◆ **Dataset records**:

==============================

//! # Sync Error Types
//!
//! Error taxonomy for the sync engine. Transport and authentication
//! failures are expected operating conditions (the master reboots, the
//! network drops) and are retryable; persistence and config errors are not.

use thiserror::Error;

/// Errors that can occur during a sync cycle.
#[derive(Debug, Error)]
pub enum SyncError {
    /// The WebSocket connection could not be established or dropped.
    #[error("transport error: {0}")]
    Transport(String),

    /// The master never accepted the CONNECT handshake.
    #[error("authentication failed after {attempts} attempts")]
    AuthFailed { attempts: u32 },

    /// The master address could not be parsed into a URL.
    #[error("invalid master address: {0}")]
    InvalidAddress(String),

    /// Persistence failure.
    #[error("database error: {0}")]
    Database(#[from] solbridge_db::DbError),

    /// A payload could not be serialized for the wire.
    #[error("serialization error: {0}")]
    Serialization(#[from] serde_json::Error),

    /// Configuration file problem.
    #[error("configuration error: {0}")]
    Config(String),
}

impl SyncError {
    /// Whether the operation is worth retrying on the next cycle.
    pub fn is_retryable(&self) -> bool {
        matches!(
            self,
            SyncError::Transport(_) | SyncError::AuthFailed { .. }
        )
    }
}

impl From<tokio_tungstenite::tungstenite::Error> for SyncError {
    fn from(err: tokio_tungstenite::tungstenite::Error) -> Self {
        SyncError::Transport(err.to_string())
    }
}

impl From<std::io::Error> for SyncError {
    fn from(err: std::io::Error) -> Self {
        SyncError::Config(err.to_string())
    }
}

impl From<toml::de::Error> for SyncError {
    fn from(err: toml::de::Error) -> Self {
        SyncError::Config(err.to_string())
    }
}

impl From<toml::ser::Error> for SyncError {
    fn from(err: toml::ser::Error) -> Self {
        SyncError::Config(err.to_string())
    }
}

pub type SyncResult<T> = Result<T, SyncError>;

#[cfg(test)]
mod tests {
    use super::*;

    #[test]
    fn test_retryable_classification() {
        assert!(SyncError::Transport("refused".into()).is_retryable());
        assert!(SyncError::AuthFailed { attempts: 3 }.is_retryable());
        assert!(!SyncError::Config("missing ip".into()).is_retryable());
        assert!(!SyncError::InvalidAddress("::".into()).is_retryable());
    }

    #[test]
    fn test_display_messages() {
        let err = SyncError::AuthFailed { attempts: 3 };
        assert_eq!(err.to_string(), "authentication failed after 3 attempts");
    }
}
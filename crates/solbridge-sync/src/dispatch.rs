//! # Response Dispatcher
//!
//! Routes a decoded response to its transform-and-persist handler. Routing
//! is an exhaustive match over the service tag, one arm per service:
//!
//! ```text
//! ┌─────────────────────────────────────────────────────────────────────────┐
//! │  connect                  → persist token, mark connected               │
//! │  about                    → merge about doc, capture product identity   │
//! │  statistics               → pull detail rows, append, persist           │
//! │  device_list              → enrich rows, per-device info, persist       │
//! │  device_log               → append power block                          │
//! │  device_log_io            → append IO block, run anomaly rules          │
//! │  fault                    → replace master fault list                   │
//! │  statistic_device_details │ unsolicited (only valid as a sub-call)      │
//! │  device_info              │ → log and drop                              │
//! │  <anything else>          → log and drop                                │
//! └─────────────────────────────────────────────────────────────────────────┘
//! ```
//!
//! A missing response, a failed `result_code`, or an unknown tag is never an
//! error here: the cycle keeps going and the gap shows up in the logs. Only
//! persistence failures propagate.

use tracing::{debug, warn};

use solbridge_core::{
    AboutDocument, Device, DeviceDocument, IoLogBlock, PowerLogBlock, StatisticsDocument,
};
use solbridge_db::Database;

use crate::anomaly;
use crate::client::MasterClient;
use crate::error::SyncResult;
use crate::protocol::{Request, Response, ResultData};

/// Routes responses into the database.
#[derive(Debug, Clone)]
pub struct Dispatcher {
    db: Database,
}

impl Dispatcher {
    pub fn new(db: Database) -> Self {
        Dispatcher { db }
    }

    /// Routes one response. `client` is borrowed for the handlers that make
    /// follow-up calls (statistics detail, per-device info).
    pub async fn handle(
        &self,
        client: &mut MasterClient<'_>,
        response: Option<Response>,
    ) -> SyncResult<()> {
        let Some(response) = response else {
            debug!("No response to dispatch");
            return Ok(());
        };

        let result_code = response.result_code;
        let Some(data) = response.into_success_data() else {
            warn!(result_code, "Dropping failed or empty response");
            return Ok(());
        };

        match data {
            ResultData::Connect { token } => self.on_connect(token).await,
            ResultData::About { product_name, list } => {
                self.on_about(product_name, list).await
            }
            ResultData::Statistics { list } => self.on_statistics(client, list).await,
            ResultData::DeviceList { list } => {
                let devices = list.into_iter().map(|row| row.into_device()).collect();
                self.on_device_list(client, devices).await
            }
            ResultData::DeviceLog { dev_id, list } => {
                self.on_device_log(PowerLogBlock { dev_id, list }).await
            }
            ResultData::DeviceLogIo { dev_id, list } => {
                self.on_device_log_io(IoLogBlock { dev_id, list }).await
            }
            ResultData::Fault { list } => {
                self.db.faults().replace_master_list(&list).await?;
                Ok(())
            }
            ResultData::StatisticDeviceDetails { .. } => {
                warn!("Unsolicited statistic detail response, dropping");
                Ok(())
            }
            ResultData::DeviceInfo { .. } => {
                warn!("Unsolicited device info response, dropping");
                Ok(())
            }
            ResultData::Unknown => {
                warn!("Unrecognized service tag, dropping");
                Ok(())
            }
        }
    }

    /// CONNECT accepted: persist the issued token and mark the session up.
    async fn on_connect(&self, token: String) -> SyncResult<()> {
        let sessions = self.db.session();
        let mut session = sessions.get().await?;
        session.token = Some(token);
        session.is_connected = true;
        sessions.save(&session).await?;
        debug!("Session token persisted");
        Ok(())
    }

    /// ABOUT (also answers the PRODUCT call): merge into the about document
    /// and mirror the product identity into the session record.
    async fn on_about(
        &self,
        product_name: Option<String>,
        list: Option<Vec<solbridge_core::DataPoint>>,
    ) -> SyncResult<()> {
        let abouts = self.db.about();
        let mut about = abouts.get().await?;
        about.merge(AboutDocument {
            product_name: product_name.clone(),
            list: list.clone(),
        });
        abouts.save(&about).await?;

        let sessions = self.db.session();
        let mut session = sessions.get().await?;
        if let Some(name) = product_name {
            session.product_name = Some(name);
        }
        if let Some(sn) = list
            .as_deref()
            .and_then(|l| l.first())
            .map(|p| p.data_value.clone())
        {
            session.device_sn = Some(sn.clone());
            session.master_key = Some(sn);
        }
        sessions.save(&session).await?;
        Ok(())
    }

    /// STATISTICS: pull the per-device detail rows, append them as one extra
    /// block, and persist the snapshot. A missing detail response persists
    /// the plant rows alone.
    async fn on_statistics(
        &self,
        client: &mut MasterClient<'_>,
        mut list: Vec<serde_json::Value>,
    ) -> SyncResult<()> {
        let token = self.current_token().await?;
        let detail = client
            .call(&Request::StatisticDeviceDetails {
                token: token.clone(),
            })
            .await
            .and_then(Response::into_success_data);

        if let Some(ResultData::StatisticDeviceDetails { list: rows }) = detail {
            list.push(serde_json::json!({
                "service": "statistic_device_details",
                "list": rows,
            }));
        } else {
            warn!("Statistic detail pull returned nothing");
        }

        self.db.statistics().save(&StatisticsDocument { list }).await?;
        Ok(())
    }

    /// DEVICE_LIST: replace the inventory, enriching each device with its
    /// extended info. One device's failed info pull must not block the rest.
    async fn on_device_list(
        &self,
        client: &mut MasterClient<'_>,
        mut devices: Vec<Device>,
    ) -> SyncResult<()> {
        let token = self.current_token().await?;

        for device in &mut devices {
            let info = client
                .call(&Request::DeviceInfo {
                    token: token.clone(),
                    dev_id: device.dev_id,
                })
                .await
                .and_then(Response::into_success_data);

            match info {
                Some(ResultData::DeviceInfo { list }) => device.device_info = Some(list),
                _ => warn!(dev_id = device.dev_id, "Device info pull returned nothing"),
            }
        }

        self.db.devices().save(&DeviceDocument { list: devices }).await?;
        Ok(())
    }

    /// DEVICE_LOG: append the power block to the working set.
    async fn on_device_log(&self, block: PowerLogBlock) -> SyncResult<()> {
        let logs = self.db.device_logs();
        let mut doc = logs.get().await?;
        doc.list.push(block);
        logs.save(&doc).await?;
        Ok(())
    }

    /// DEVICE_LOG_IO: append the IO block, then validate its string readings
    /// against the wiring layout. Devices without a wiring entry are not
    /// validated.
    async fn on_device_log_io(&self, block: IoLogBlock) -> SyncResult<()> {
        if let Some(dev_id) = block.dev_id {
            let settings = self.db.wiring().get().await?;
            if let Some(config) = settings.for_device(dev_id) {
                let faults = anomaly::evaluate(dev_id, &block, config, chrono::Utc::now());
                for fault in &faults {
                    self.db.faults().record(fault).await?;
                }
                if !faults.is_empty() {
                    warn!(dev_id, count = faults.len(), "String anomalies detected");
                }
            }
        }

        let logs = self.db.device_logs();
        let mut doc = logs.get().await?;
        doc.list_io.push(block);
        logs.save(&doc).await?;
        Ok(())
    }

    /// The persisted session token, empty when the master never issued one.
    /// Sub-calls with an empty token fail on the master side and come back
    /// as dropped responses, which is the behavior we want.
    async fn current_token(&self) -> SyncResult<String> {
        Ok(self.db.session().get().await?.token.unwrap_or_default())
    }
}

==============================

◆ **Task directions**:
Copy out each line of the material above, word for word, from the first down to the line containing "use thiserror::Error;". Add nothing.

◆ **Answer**:
//! # Sync Error Types
//!
//! Error taxonomy for the sync engine. Transport and authentication
//! failures are expected operating conditions (the master reboots, the
//! network drops) and are retryable; persistence and config errors are not.

use thiserror::Error;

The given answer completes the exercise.